• EXTRACTED ENTRIES:
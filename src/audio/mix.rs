use std::path::Path;
use std::sync::Arc;

use anyhow::Context;

use crate::assets::media::{AudioPcm, MIX_SAMPLE_RATE};
use crate::foundation::error::{SlidecastError, SlidecastResult};
use crate::timeline::schedule::Schedule;

/// One source placed on the master timeline.
#[derive(Clone, Debug)]
pub struct AudioSegment {
    /// First output sample frame the source covers.
    pub timeline_start_sample: u64,
    /// Output sample frame where the source stops (exclusive).
    pub timeline_end_sample: u64,
    /// Restart the source from its first sample whenever it runs out.
    pub looped: bool,
    /// Linear gain.
    pub volume: f32,
    /// Decoded source, already at the manifest's rate and channel count.
    pub source: Arc<AudioPcm>,
}

/// Every audio source of a scenario, laid out against the master timeline.
#[derive(Clone, Debug)]
pub struct AudioManifest {
    /// Output sample rate.
    pub sample_rate: u32,
    /// Output channel count.
    pub channels: u16,
    /// Length of the mix in sample frames.
    pub total_samples: u64,
    /// Sources summed into the mix.
    pub segments: Vec<AudioSegment>,
}

/// Lay out the master track: the music bed across the whole schedule plus each narration clip
/// at its segment start, cut at the segment end.
pub fn build_audio_manifest(
    schedule: &Schedule,
    narration: &[Option<Arc<AudioPcm>>],
    music: Option<Arc<AudioPcm>>,
    music_volume: f32,
    voice_volume: f32,
) -> SlidecastResult<AudioManifest> {
    if narration.len() != schedule.segments.len() {
        return Err(SlidecastError::evaluation(format!(
            "{} narration entries for {} segments",
            narration.len(),
            schedule.segments.len()
        )));
    }
    let sample_rate = MIX_SAMPLE_RATE;
    let total_samples = secs_to_sample(schedule.total, sample_rate);
    let mut segments = Vec::new();

    if let Some(music) = music
        && music.frames() > 0
        && music_volume > 0.0
    {
        segments.push(AudioSegment {
            timeline_start_sample: 0,
            timeline_end_sample: total_samples,
            looped: true,
            volume: music_volume,
            source: music,
        });
    }

    for (seg, clip) in schedule.segments.iter().zip(narration) {
        let Some(clip) = clip else { continue };
        if clip.frames() == 0 || voice_volume <= 0.0 {
            continue;
        }
        let start = secs_to_sample(seg.start, sample_rate).min(total_samples);
        let end = secs_to_sample(seg.end, sample_rate).min(total_samples);
        if start >= end {
            continue;
        }
        segments.push(AudioSegment {
            timeline_start_sample: start,
            timeline_end_sample: end,
            looped: false,
            volume: voice_volume,
            source: clip.clone(),
        });
    }

    Ok(AudioManifest {
        sample_rate,
        channels: 2,
        total_samples,
        segments,
    })
}

/// Sum every segment into an interleaved buffer of `total_samples` frames, clamped to `[-1, 1]`.
pub fn mix_manifest(manifest: &AudioManifest) -> Vec<f32> {
    let frames = manifest.total_samples as usize;
    let channels = usize::from(manifest.channels);
    let mut out = vec![0.0f32; frames * channels];

    for seg in &manifest.segments {
        let src = &seg.source;
        let src_channels = usize::from(src.channels);
        let src_frames = src.frames();
        if src_frames == 0 || src.sample_rate == 0 {
            continue;
        }
        let step = f64::from(src.sample_rate) / f64::from(manifest.sample_rate);

        for dst_sample in seg.timeline_start_sample..seg.timeline_end_sample {
            let rel = (dst_sample - seg.timeline_start_sample) as f64;
            let mut src_pos = rel * step;
            if seg.looped {
                src_pos %= src_frames as f64;
            }
            let src_frame0 = src_pos.floor() as usize;
            if src_frame0 >= src_frames {
                break;
            }
            let src_frame1 = if seg.looped {
                (src_frame0 + 1) % src_frames
            } else {
                (src_frame0 + 1).min(src_frames - 1)
            };
            let frac = (src_pos - src_frame0 as f64) as f32;

            let samples = &src.interleaved_f32;
            let (l, r) = if src_channels == 1 {
                let v0 = samples[src_frame0];
                let v1 = samples[src_frame1];
                let v = v0 + ((v1 - v0) * frac);
                (v, v)
            } else {
                let i0 = src_frame0 * src_channels;
                let i1 = src_frame1 * src_channels;
                (
                    samples[i0] + ((samples[i1] - samples[i0]) * frac),
                    samples[i0 + 1] + ((samples[i1 + 1] - samples[i0 + 1]) * frac),
                )
            };

            let dst_idx = dst_sample as usize * channels;
            out[dst_idx] += l * seg.volume;
            if channels > 1 {
                out[dst_idx + 1] += r * seg.volume;
            }
        }
    }

    for s in &mut out {
        *s = s.clamp(-1.0, 1.0);
    }
    out
}

/// Write interleaved samples as raw little-endian `f32`, the format `ffmpeg` reads with `-f f32le`.
pub fn write_mix_to_f32le_file(samples_interleaved: &[f32], out_path: &Path) -> SlidecastResult<()> {
    if let Some(parent) = out_path.parent() {
        std::fs::create_dir_all(parent).with_context(|| {
            format!(
                "failed to create audio mix output directory '{}'",
                parent.display()
            )
        })?;
    }

    let mut bytes = Vec::<u8>::with_capacity(samples_interleaved.len() * 4);
    for &sample in samples_interleaved {
        bytes.extend_from_slice(&sample.to_le_bytes());
    }
    std::fs::write(out_path, bytes)
        .with_context(|| format!("failed to write mixed audio file '{}'", out_path.display()))?;
    Ok(())
}

/// Nearest sample index for `secs` seconds.
pub fn secs_to_sample(secs: f64, sample_rate: u32) -> u64 {
    if !secs.is_finite() || secs <= 0.0 {
        return 0;
    }
    (secs * f64::from(sample_rate)).round() as u64
}

#[cfg(test)]
#[path = "../../tests/unit/audio/mix.rs"]
mod tests;
//! Absolute slide timing.
//!
//! Each slide occupies `[start, end)` where the span is the largest of its declared duration, its
//! narration clip plus the trailing pad, and the configured floor. Slides are separated by
//! `voice_line_delay`; the first starts at `intro_delay` and `outro_delay` follows the last.

use crate::config::model::TimingConfig;
use crate::foundation::core::Fps;
use crate::foundation::error::{SlidecastError, SlidecastResult};
use crate::scenario::model::Slide;

/// One slide's placement on the timeline, in seconds.
#[derive(Clone, Copy, Debug, PartialEq, serde::Serialize)]
pub struct TimedSegment {
    /// Index into the scenario's slide list.
    pub slide_index: usize,
    /// Inclusive start.
    pub start: f64,
    /// Exclusive end.
    pub end: f64,
}

impl TimedSegment {
    /// `end - start`.
    pub fn duration(&self) -> f64 {
        self.end - self.start
    }

    /// Whether `t` falls inside `[start, end)`.
    pub fn contains(&self, t: f64) -> bool {
        t >= self.start && t < self.end
    }
}

/// Resolved timeline for one scenario.
#[derive(Clone, Debug, PartialEq, serde::Serialize)]
pub struct Schedule {
    /// Segments in slide order.
    pub segments: Vec<TimedSegment>,
    /// Total duration including intro and outro.
    pub total: f64,
}

impl Schedule {
    /// Segment covering time `t`, if any. Intro, gaps and outro return `None`.
    pub fn segment_at(&self, t: f64) -> Option<&TimedSegment> {
        let idx = self.segments.partition_point(|s| s.end <= t);
        self.segments.get(idx).filter(|s| s.contains(t))
    }

    /// Number of frames needed to cover the whole schedule.
    pub fn frame_count(&self, fps: Fps) -> u64 {
        fps.secs_to_frames_ceil(self.total)
    }
}

/// Build the schedule for `slides`.
///
/// `narration` holds one optional clip duration per slide; a zero (or negative) duration counts
/// as no clip. A slide with a non-positive declared duration aborts the scenario. A slide with
/// neither text nor narration keeps its declared duration and renders as a silent, bare slide.
pub fn build_schedule(
    slides: &[Slide],
    narration: &[Option<f64>],
    timing: &TimingConfig,
) -> SlidecastResult<Schedule> {
    if narration.len() != slides.len() {
        return Err(SlidecastError::evaluation(format!(
            "narration list has {} entries for {} slides",
            narration.len(),
            slides.len()
        )));
    }

    let mut segments = Vec::with_capacity(slides.len());
    let mut cursor = timing.intro_delay;
    for (i, (slide, clip)) in slides.iter().zip(narration).enumerate() {
        let declared = slide.duration_seconds;
        if !declared.is_finite() || declared <= 0.0 {
            return Err(SlidecastError::validation(format!(
                "slide {} has non-positive duration_seconds ({declared})",
                i + 1
            )));
        }
        let clip = clip.filter(|d| d.is_finite() && *d > 0.0);
        if clip.is_none() && slide.text.trim().is_empty() {
            tracing::warn!(slide = i + 1, "empty slide without narration");
        }

        let mut effective = declared.max(timing.min_slide_seconds);
        if let Some(d) = clip {
            effective = effective.max(d + timing.narration_pad);
        }

        if i > 0 {
            cursor += timing.voice_line_delay;
        }
        segments.push(TimedSegment {
            slide_index: i,
            start: cursor,
            end: cursor + effective,
        });
        cursor += effective;
    }

    Ok(Schedule {
        segments,
        total: cursor + timing.outro_delay,
    })
}

#[cfg(test)]
#[path = "../../tests/unit/timeline/schedule.rs"]
mod tests;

• WHAT IS EXPECTED: Looking at the records above, work out how many lines include the word "model", then give that number by itself.

• RESULT OF THE TASK: 2